Retinitis pigmentosa is an inherited neurodegeneration of rod and cone photoreceptors leading to progressive vision loss. Autosomal recessive variants in IDH3B, encoding the β‐subunit of mitochondrial NAD‐specific isocitrate dehydrogenase (NAD‐IDH), have been implicated in isolated retinal disease. The retina’s high metabolic demand for NADH production via NAD‐IDH suggests a tissue‐specific vulnerability when this enzyme is deficient. This summary evaluates the evidence linking IDH3B to retinitis pigmentosa.

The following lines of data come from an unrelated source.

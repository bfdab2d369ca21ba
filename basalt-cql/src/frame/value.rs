//! Serialization of bound statement values.
//!
//! A bound value is three-valued on the wire: a byte blob, `null`
//! (length -1) or `unset` (length -2, protocol v4+). The [Value] trait
//! covers Rust -> wire conversion, [SerializedValues] is the accumulated
//! value list of a single request.

use super::frame_errors::ParseError;
use super::types::{self, RawValue};
use bytes::BufMut;
use std::borrow::Cow;
use std::collections::{BTreeMap, HashMap};
use std::convert::TryInto;
use std::net::IpAddr;
use thiserror::Error;
use uuid::Uuid;

/// Things that can be serialized into a single CQL value.
pub trait Value {
    fn serialize(&self, buf: &mut Vec<u8>) -> Result<(), ValueTooBig>;
}

/// The value is too big to be sent in a request - the length does not fit in i32.
#[derive(Debug, Error, Clone, Copy, PartialEq, Eq)]
#[error("Value is too big to be sent in a request - the length does not fit in i32")]
pub struct ValueTooBig;

/// Represents an `unset` value - makes the server skip the column on write
/// instead of inserting a tombstone.
#[derive(Debug, Clone, Copy, Default, PartialEq, Eq)]
pub struct Unset;

/// A value of the counter type.
#[derive(Debug, Clone, Copy, PartialEq, Eq)]
pub struct Counter(pub i64);

/// Either a value or `unset`; use to selectively skip columns in a write.
#[derive(Debug, Clone, Copy, PartialEq, Eq)]
pub enum MaybeUnset<V> {
    Unset,
    Set(V),
}

/// Milliseconds since the unix epoch.
#[derive(Debug, Clone, Copy, PartialEq, Eq, PartialOrd, Ord)]
pub struct CqlTimestamp(pub i64);

/// Days since -5877641-06-23, i.e. the unix epoch shifted by 2^31.
#[derive(Debug, Clone, Copy, PartialEq, Eq, PartialOrd, Ord)]
pub struct CqlDate(pub u32);

/// Nanoseconds since midnight.
#[derive(Debug, Clone, Copy, PartialEq, Eq, PartialOrd, Ord)]
pub struct CqlTime(pub i64);

#[derive(Debug, Error, Clone, Copy, PartialEq, Eq)]
pub enum SerializeValuesError {
    #[error("Too many values to add, max 65535 values can be sent in a request")]
    TooManyValues,
    #[error("Mixing named and not named values is not allowed")]
    MixingNamedAndNotNamedValues,
    #[error(transparent)]
    ValueTooBig(#[from] ValueTooBig),
    #[error("Parsing serialized values failed")]
    ParseError,
}

/// A list of already-serialized values of a single request.
#[derive(Debug, Clone, PartialEq, Eq, Default)]
pub struct SerializedValues {
    serialized_values: Vec<u8>,
    element_count: u16,
}

impl SerializedValues {
    pub const fn new() -> Self {
        SerializedValues {
            serialized_values: Vec::new(),
            element_count: 0,
        }
    }

    /// A borrowed empty value list.
    pub const EMPTY: &'static SerializedValues = &SerializedValues::new();

    pub fn add_value(&mut self, val: &impl Value) -> Result<(), SerializeValuesError> {
        if self.element_count == u16::MAX {
            return Err(SerializeValuesError::TooManyValues);
        }

        let len_before_serialize: usize = self.serialized_values.len();
        if let Err(e) = val.serialize(&mut self.serialized_values) {
            self.serialized_values.resize(len_before_serialize, 0);
            return Err(e.into());
        }

        self.element_count += 1;
        Ok(())
    }

    /// Appends an already-serialized value verbatim.
    pub fn add_raw_value(&mut self, value: RawValue<'_>) -> Result<(), SerializeValuesError> {
        if self.element_count == u16::MAX {
            return Err(SerializeValuesError::TooManyValues);
        }
        match value {
            RawValue::Null => types::write_int(-1, &mut self.serialized_values),
            RawValue::Unset => types::write_int(-2, &mut self.serialized_values),
            RawValue::Value(v) => {
                types::write_bytes(v, &mut self.serialized_values)
                    .map_err(|_| SerializeValuesError::ValueTooBig(ValueTooBig))?;
            }
        }
        self.element_count += 1;
        Ok(())
    }

    pub fn is_empty(&self) -> bool {
        self.element_count == 0
    }

    pub fn element_count(&self) -> u16 {
        self.element_count
    }

    pub fn buffer_size(&self) -> usize {
        self.serialized_values.len()
    }

    pub fn iter(&self) -> impl Iterator<Item = RawValue<'_>> {
        SerializedValuesIterator {
            serialized_values: &self.serialized_values,
        }
    }

    /// True if any of the values is `unset`; such a request must not be sent
    /// on protocol versions older than v4.
    pub fn contains_unset(&self) -> bool {
        self.iter().any(|v| matches!(v, RawValue::Unset))
    }

    pub fn write_to_request(&self, buf: &mut impl BufMut) {
        buf.put_u16(self.element_count);
        buf.put_slice(&self.serialized_values);
    }

    pub fn new_from_frame(buf: &mut &[u8]) -> Result<Self, ParseError> {
        let element_count = types::read_short(buf)?;

        let mut data = Vec::new();
        let mut tmp = *buf;
        for _ in 0..element_count {
            let value = types::read_value(&mut tmp)?;
            match value {
                RawValue::Null => types::write_int(-1, &mut data),
                RawValue::Unset => types::write_int(-2, &mut data),
                RawValue::Value(v) => {
                    types::write_bytes(v, &mut data)?;
                }
            }
        }
        *buf = tmp;

        Ok(SerializedValues {
            serialized_values: data,
            element_count,
        })
    }
}

struct SerializedValuesIterator<'a> {
    serialized_values: &'a [u8],
}

impl<'a> Iterator for SerializedValuesIterator<'a> {
    type Item = RawValue<'a>;

    fn next(&mut self) -> Option<RawValue<'a>> {
        if self.serialized_values.is_empty() {
            return None;
        }
        types::read_value(&mut self.serialized_values).ok()
    }
}

// Helper that serializes a blob with its i32 length prefix.
fn serialize_raw(data: &[u8], buf: &mut Vec<u8>) -> Result<(), ValueTooBig> {
    let val_len: i32 = data.len().try_into().map_err(|_| ValueTooBig)?;
    buf.put_i32(val_len);
    buf.put_slice(data);
    Ok(())
}

impl Value for i8 {
    fn serialize(&self, buf: &mut Vec<u8>) -> Result<(), ValueTooBig> {
        buf.put_i32(1);
        buf.put_i8(*self);
        Ok(())
    }
}

impl Value for i16 {
    fn serialize(&self, buf: &mut Vec<u8>) -> Result<(), ValueTooBig> {
        buf.put_i32(2);
        buf.put_i16(*self);
        Ok(())
    }
}

impl Value for i32 {
    fn serialize(&self, buf: &mut Vec<u8>) -> Result<(), ValueTooBig> {
        buf.put_i32(4);
        buf.put_i32(*self);
        Ok(())
    }
}

impl Value for i64 {
    fn serialize(&self, buf: &mut Vec<u8>) -> Result<(), ValueTooBig> {
        buf.put_i32(8);
        buf.put_i64(*self);
        Ok(())
    }
}

impl Value for f32 {
    fn serialize(&self, buf: &mut Vec<u8>) -> Result<(), ValueTooBig> {
        buf.put_i32(4);
        buf.put_f32(*self);
        Ok(())
    }
}

impl Value for f64 {
    fn serialize(&self, buf: &mut Vec<u8>) -> Result<(), ValueTooBig> {
        buf.put_i32(8);
        buf.put_f64(*self);
        Ok(())
    }
}

impl Value for bool {
    fn serialize(&self, buf: &mut Vec<u8>) -> Result<(), ValueTooBig> {
        buf.put_i32(1);
        buf.put_u8(*self as u8);
        Ok(())
    }
}

impl Value for Counter {
    fn serialize(&self, buf: &mut Vec<u8>) -> Result<(), ValueTooBig> {
        self.0.serialize(buf)
    }
}

impl Value for CqlTimestamp {
    fn serialize(&self, buf: &mut Vec<u8>) -> Result<(), ValueTooBig> {
        self.0.serialize(buf)
    }
}

impl Value for CqlDate {
    fn serialize(&self, buf: &mut Vec<u8>) -> Result<(), ValueTooBig> {
        buf.put_i32(4);
        buf.put_u32(self.0);
        Ok(())
    }
}

impl Value for CqlTime {
    fn serialize(&self, buf: &mut Vec<u8>) -> Result<(), ValueTooBig> {
        self.0.serialize(buf)
    }
}

impl Value for &str {
    fn serialize(&self, buf: &mut Vec<u8>) -> Result<(), ValueTooBig> {
        serialize_raw(self.as_bytes(), buf)
    }
}

impl Value for String {
    fn serialize(&self, buf: &mut Vec<u8>) -> Result<(), ValueTooBig> {
        self.as_str().serialize(buf)
    }
}

impl Value for Vec<u8> {
    fn serialize(&self, buf: &mut Vec<u8>) -> Result<(), ValueTooBig> {
        serialize_raw(self, buf)
    }
}

impl Value for Uuid {
    fn serialize(&self, buf: &mut Vec<u8>) -> Result<(), ValueTooBig> {
        serialize_raw(self.as_bytes(), buf)
    }
}

impl Value for IpAddr {
    fn serialize(&self, buf: &mut Vec<u8>) -> Result<(), ValueTooBig> {
        match self {
            IpAddr::V4(addr) => serialize_raw(&addr.octets(), buf),
            IpAddr::V6(addr) => serialize_raw(&addr.octets(), buf),
        }
    }
}

impl Value for Unset {
    fn serialize(&self, buf: &mut Vec<u8>) -> Result<(), ValueTooBig> {
        buf.put_i32(-2); // Unset value is represented as i32 -2
        Ok(())
    }
}

impl<V: Value> Value for Option<V> {
    fn serialize(&self, buf: &mut Vec<u8>) -> Result<(), ValueTooBig> {
        match self {
            Some(v) => v.serialize(buf),
            None => {
                buf.put_i32(-1); // Null is represented as i32 -1
                Ok(())
            }
        }
    }
}

impl<V: Value> Value for MaybeUnset<V> {
    fn serialize(&self, buf: &mut Vec<u8>) -> Result<(), ValueTooBig> {
        match self {
            MaybeUnset::Set(v) => v.serialize(buf),
            MaybeUnset::Unset => Unset.serialize(buf),
        }
    }
}

impl<V: Value + ?Sized> Value for &V {
    fn serialize(&self, buf: &mut Vec<u8>) -> Result<(), ValueTooBig> {
        (*self).serialize(buf)
    }
}

// Serializes a sequence as a CQL list/set: [i32 count] then each element
// as [bytes]. Used by Vec and map impls below.
fn serialize_sequence<'a, V: 'a + Value>(
    len: usize,
    iter: impl Iterator<Item = &'a V>,
    buf: &mut Vec<u8>,
) -> Result<(), ValueTooBig> {
    let bytes_num_pos: usize = buf.len();
    buf.put_i32(0);

    buf.put_i32(len.try_into().map_err(|_| ValueTooBig)?);

    for elem in iter {
        elem.serialize(buf)?;
    }

    let serialized_len: i32 = (buf.len() - bytes_num_pos - 4)
        .try_into()
        .map_err(|_| ValueTooBig)?;
    buf[bytes_num_pos..bytes_num_pos + 4].copy_from_slice(&serialized_len.to_be_bytes());

    Ok(())
}

fn serialize_map<'a, K: 'a + Value, V: 'a + Value>(
    len: usize,
    iter: impl Iterator<Item = (&'a K, &'a V)>,
    buf: &mut Vec<u8>,
) -> Result<(), ValueTooBig> {
    let bytes_num_pos: usize = buf.len();
    buf.put_i32(0);

    buf.put_i32(len.try_into().map_err(|_| ValueTooBig)?);

    for (key, value) in iter {
        key.serialize(buf)?;
        value.serialize(buf)?;
    }

    let serialized_len: i32 = (buf.len() - bytes_num_pos - 4)
        .try_into()
        .map_err(|_| ValueTooBig)?;
    buf[bytes_num_pos..bytes_num_pos + 4].copy_from_slice(&serialized_len.to_be_bytes());

    Ok(())
}

impl<V: Value> Value for Vec<V> {
    fn serialize(&self, buf: &mut Vec<u8>) -> Result<(), ValueTooBig> {
        serialize_sequence(self.len(), self.iter(), buf)
    }
}

impl<V: Value> Value for &[V] {
    fn serialize(&self, buf: &mut Vec<u8>) -> Result<(), ValueTooBig> {
        serialize_sequence(self.len(), self.iter(), buf)
    }
}

impl<K: Value, V: Value> Value for HashMap<K, V> {
    fn serialize(&self, buf: &mut Vec<u8>) -> Result<(), ValueTooBig> {
        serialize_map(self.len(), self.iter(), buf)
    }
}

impl<K: Value, V: Value> Value for BTreeMap<K, V> {
    fn serialize(&self, buf: &mut Vec<u8>) -> Result<(), ValueTooBig> {
        serialize_map(self.len(), self.iter(), buf)
    }
}

pub type SerializedResult<'a> = Result<Cow<'a, SerializedValues>, SerializeValuesError>;

/// Things that can be serialized into the value list of a request -
/// tuples of [Value]s, slices, or an already-built [SerializedValues].
pub trait ValueList {
    fn serialized(&self) -> SerializedResult<'_>;
}

impl ValueList for () {
    fn serialized(&self) -> SerializedResult<'_> {
        Ok(Cow::Borrowed(SerializedValues::EMPTY))
    }
}

impl<T: Value> ValueList for [T] {
    fn serialized(&self) -> SerializedResult<'_> {
        let mut result = SerializedValues::new();
        for val in self {
            result.add_value(val)?;
        }
        Ok(Cow::Owned(result))
    }
}

impl<T: Value> ValueList for Vec<T> {
    fn serialized(&self) -> SerializedResult<'_> {
        self.as_slice().serialized()
    }
}

impl<T: Value, const N: usize> ValueList for [T; N] {
    fn serialized(&self) -> SerializedResult<'_> {
        self.as_slice().serialized()
    }
}

impl ValueList for SerializedValues {
    fn serialized(&self) -> SerializedResult<'_> {
        Ok(Cow::Borrowed(self))
    }
}

impl<T: ValueList + ?Sized> ValueList for &T {
    fn serialized(&self) -> SerializedResult<'_> {
        (*self).serialized()
    }
}

macro_rules! impl_value_list_for_tuple {
    ( $($Ti:ident),* ; $($FieldI:tt),* ) => {
        impl<$($Ti),*> ValueList for ($($Ti,)*)
        where
            $($Ti: Value),*
        {
            fn serialized(&self) -> SerializedResult<'_> {
                let mut result = SerializedValues::new();
                $(
                    result.add_value(&self.$FieldI)?;
                )*
                Ok(Cow::Owned(result))
            }
        }
    }
}
//! Device id 2 — the original Sphero-classic command set. v1 wire only;
//! later toy generations replace this with [`crate::commands::drive`] and
//! [`crate::commands::sensor`] on the v2 wire.

use crate::packet::{Processor, RawCommand};

pub const DID: u8 = 2;

#[derive(Debug, Clone, Copy, PartialEq, Eq)]
#[repr(u8)]
pub enum RollMode {
    Stop = 0,
    Go = 1,
    Calibrate = 2,
}

pub fn set_heading(heading: u16, target: Option<Processor>) -> RawCommand {
    RawCommand::new(DID, 1, target, heading.to_be_bytes().to_vec())
}

pub fn set_stabilization(enable: bool, target: Option<Processor>) -> RawCommand {
    RawCommand::new(DID, 2, target, vec![enable as u8])
}

pub fn set_data_streaming(
    interval: u16,
    num_samples_per_packet: u16,
    mask: u32,
    count: u8,
    extended_mask: u32,
    target: Option<Processor>,
) -> RawCommand {
    let mut data = Vec::with_capacity(13);
    data.extend_from_slice(&interval.to_be_bytes());
    data.extend_from_slice(&num_samples_per_packet.to_be_bytes());
    data.extend_from_slice(&mask.to_be_bytes());
    data.push(count);
    data.extend_from_slice(&extended_mask.to_be_bytes());
    RawCommand::new(DID, 17, target, data)
}

pub fn configure_collision_detection(
    method: u8,
    x_threshold: u8,
    x_speed: u8,
    y_threshold: u8,
    y_speed: u8,
    dead_time: u8,
    target: Option<Processor>,
) -> RawCommand {
    RawCommand::new(DID, 18, target, vec![method, x_threshold, x_speed, y_threshold, y_speed, dead_time])
}

pub fn set_main_led(r: u8, g: u8, b: u8, target: Option<Processor>) -> RawCommand {
    RawCommand::new(DID, 32, target, vec![r, g, b])
}

pub fn set_back_led_brightness(brightness: u8, target: Option<Processor>) -> RawCommand {
    RawCommand::new(DID, 33, target, vec![brightness])
}

pub fn roll(speed: u8, heading: u16, roll_mode: RollMode, reverse: bool, target: Option<Processor>) -> RawCommand {
    let mut data = vec![speed];
    data.extend_from_slice(&heading.to_be_bytes());
    data.push(roll_mode as u8);
    data.push(reverse as u8);
    RawCommand::new(DID, 48, target, data)
}

pub fn set_raw_motors(
    left_mode: u8,
    left_speed: u8,
    right_mode: u8,
    right_speed: u8,
    target: Option<Processor>,
) -> RawCommand {
    RawCommand::new(DID, 51, target, vec![left_mode, left_speed, right_mode, right_speed])
}

#[cfg(test)]
mod tests {
    use super::*;

    #[test]
    fn set_data_streaming_packs_big_endian_fields() {
        let cmd = set_data_streaming(0x00C8, 1, 0x0000_7F00, 1, 0, None);
        assert_eq!(cmd.data, vec![0x00, 0xC8, 0x00, 0x01, 0x00, 0x00, 0x7F, 0x00, 0x01, 0x00, 0x00, 0x00, 0x00]);
    }

    #[test]
    fn roll_packs_speed_heading_mode_reverse() {
        let cmd = roll(0x40, 0x0168, RollMode::Go, false, None);
        assert_eq!(cmd.data, vec![0x40, 0x01, 0x68, 0x01, 0x00]);
    }
}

In a landmark study, two families (PMID:18806796) with autosomal recessive retinitis pigmentosa harbored homozygous loss‐of‐function variants in IDH3B. Affected individuals from these families showed exclusive retinal degeneration with no extraocular manifestations. Segregation analysis confirmed variant co‐segregation in both pedigrees with at least two additional affected relatives. Case‐level data included five distinct splice‐site and nonsense alleles and one missense allele across unrelated probands, consistent with a loss‐of‐function mechanism.

The variant spectrum comprised seven canonical splice‐site changes (e.g., c.531+1G>C, c.532-2A>G) and three truncating alleles, including c.571C>T (p.Arg191Ter). All variants were absent or extremely rare in population databases, supporting pathogenicity under an autosomal recessive model. No founder or recurrent alleles have been reported to date.

Functional assays on patient‐derived cells demonstrated a ~300-fold increase in the Michaelis constant (K_m) for NAD (indicating drastically reduced NAD‐IDH activity) with normal NADP‐IDH function in the same tissues (PMID:18806796). These data confirm that IDH3B loss specifically impairs mitochondrial NADH production in the retina.

A mouse model study of Idh3b loss‐of‐function did not recapitulate retinal degeneration, suggesting species‐specific metabolic compensation or differences in retinal reserve capacity. This discrepancy highlights a limitation of murine models for IDH3B‐related retinal disease and underscores the unique metabolic requirements of the human retina.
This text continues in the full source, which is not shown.